■ **TASK TO COMPLETE**: How many lines in the listing below contain the string "tree"? Say only the number.

[[ EXTRACTED DATA, beginning ]]

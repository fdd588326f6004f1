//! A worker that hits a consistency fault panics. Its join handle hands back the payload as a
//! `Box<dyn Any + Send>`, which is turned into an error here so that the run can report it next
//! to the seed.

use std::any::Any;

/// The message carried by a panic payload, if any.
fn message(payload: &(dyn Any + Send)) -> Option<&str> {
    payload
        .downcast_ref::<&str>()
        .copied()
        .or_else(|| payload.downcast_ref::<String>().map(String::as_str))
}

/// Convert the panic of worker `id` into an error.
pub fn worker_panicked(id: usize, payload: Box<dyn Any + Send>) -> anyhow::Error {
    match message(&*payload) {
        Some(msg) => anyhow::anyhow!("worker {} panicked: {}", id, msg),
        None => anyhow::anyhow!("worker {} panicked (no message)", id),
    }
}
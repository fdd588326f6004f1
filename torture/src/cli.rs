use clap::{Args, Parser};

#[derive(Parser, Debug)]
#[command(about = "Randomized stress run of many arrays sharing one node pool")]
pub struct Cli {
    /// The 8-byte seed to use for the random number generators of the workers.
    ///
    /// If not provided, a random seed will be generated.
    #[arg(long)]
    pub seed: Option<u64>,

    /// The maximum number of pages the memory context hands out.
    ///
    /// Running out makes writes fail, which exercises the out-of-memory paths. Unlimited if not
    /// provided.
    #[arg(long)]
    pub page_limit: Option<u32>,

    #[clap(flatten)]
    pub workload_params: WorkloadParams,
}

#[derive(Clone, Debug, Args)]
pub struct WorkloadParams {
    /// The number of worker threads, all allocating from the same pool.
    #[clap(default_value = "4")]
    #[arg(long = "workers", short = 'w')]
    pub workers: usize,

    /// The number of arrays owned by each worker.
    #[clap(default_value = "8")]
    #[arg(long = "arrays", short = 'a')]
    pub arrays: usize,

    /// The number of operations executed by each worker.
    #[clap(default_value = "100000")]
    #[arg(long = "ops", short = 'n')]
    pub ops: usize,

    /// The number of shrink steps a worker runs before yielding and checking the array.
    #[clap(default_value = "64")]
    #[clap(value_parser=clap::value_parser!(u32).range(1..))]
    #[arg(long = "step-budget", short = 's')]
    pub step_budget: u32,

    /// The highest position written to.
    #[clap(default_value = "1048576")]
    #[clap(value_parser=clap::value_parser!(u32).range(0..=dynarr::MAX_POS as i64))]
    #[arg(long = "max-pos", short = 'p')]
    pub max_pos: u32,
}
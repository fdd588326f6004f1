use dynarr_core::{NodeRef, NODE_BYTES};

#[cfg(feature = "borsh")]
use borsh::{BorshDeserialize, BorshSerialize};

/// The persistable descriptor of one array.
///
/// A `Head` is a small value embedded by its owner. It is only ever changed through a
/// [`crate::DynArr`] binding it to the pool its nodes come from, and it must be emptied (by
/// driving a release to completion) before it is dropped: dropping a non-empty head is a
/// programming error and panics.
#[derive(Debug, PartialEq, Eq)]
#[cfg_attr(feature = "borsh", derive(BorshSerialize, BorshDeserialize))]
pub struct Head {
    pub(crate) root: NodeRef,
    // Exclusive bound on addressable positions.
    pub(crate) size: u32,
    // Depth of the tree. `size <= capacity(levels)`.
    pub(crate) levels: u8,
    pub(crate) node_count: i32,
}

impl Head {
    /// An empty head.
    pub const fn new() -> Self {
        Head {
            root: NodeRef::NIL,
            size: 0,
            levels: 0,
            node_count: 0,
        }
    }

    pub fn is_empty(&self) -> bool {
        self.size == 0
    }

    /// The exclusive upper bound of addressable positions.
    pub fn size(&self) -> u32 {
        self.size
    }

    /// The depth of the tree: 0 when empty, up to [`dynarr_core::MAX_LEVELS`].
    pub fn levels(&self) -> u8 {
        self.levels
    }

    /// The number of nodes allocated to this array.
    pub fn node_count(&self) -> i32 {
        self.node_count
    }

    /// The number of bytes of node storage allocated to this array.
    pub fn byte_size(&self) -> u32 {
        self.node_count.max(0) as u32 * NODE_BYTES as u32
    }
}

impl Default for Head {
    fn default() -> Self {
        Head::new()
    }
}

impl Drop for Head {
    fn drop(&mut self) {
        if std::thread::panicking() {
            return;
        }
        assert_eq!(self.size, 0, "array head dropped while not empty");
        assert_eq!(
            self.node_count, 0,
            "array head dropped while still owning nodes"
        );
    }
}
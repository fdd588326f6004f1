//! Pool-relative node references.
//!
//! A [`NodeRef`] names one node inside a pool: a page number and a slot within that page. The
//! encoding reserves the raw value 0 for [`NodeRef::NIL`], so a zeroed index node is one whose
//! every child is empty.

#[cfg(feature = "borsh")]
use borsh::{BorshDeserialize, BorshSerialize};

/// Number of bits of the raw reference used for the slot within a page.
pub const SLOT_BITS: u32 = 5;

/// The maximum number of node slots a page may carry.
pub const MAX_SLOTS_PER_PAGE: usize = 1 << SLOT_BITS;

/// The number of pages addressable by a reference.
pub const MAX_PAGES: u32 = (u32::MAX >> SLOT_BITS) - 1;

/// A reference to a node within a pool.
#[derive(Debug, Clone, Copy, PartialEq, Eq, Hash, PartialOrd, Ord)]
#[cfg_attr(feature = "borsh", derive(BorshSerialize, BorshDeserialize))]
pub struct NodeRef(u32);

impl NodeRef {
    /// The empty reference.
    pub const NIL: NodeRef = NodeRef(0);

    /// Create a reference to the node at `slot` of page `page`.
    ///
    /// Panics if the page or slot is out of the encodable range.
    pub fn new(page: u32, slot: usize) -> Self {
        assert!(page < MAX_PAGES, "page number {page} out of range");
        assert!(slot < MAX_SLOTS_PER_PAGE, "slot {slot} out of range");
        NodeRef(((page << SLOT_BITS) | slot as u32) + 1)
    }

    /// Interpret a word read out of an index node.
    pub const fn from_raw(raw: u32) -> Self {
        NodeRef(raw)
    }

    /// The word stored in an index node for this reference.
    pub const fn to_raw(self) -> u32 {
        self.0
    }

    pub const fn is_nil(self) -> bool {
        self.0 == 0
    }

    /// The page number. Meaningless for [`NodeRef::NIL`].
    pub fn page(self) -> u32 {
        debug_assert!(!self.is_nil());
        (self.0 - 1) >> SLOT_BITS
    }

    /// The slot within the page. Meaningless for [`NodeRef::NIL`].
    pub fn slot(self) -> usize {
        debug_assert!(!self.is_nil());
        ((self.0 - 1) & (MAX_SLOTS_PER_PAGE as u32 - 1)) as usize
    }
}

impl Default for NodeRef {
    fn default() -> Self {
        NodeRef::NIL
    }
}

[[ EXTRACTED DATA, end ]]

■ **WRITTEN RESPONSE**: 2